### [TASK TO COMPLETE]
Below are entries; tally how many lines hold the string "Warning" and answer with only that figure.

Saved entries
——
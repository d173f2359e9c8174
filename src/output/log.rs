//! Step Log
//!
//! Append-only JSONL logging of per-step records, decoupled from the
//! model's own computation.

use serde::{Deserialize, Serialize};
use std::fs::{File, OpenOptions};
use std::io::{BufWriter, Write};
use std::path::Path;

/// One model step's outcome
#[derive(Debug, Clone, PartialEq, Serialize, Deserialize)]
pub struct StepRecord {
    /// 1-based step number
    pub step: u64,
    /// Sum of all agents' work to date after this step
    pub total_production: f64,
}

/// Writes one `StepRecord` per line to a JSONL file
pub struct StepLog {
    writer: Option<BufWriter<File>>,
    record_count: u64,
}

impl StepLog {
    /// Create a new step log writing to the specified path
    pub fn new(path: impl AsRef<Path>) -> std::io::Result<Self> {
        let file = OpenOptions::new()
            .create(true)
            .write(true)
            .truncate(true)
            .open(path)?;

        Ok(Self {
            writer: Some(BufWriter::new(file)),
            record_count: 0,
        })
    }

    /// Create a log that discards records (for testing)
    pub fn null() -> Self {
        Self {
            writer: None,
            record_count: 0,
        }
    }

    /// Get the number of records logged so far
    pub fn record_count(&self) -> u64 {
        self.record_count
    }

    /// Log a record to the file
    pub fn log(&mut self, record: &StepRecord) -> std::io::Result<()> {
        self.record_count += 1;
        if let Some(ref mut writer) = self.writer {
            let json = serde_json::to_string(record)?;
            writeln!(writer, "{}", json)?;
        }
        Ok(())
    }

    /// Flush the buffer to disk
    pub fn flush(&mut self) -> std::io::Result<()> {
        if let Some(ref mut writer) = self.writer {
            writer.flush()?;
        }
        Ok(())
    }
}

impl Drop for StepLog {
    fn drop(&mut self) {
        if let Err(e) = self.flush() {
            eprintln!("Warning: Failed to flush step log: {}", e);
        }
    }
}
——
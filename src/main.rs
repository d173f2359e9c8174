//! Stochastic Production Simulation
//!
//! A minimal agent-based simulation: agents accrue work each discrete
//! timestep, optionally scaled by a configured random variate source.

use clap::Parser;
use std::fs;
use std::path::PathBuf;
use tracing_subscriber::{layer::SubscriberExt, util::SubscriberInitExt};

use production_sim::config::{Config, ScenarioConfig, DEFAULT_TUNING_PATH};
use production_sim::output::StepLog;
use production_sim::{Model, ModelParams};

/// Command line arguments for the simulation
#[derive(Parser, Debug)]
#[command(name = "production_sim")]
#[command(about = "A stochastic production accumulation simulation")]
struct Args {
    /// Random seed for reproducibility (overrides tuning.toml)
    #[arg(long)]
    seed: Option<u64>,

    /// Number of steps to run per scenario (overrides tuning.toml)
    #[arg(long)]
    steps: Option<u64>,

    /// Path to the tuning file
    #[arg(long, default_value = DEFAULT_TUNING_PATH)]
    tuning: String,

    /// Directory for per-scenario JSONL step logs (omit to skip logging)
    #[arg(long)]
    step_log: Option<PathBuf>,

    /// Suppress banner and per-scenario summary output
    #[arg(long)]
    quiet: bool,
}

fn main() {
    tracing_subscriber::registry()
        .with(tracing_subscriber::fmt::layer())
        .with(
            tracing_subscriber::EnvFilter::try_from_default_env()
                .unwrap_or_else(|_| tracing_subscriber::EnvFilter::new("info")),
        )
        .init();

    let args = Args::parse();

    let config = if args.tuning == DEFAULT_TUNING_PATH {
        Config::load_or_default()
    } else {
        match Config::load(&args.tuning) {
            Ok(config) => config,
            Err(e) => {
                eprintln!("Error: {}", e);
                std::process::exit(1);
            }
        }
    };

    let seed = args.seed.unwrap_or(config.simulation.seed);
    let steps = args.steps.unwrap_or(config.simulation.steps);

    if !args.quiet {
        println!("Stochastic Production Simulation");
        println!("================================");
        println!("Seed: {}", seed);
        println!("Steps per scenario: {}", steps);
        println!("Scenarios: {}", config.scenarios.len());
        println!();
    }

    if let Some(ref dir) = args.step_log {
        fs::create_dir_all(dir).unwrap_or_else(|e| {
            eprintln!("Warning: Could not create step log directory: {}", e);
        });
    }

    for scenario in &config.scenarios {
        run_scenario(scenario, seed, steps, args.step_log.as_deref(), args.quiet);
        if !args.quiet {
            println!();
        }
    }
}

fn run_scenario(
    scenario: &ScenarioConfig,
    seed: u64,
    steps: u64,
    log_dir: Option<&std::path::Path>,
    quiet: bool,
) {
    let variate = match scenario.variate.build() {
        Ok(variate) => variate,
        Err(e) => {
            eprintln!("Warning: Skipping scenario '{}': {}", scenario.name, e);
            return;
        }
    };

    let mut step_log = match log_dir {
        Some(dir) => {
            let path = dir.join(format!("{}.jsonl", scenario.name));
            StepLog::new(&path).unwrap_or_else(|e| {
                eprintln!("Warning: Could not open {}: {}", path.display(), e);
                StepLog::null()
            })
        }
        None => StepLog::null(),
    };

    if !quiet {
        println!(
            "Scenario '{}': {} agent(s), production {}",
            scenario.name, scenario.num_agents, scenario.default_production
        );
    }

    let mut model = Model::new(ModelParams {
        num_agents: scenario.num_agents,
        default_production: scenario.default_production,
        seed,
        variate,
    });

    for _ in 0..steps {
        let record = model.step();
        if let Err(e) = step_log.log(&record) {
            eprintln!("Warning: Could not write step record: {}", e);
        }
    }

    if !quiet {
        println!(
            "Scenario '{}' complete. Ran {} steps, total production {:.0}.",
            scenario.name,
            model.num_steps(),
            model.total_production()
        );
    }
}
——
### [ANSWER SPACE]
5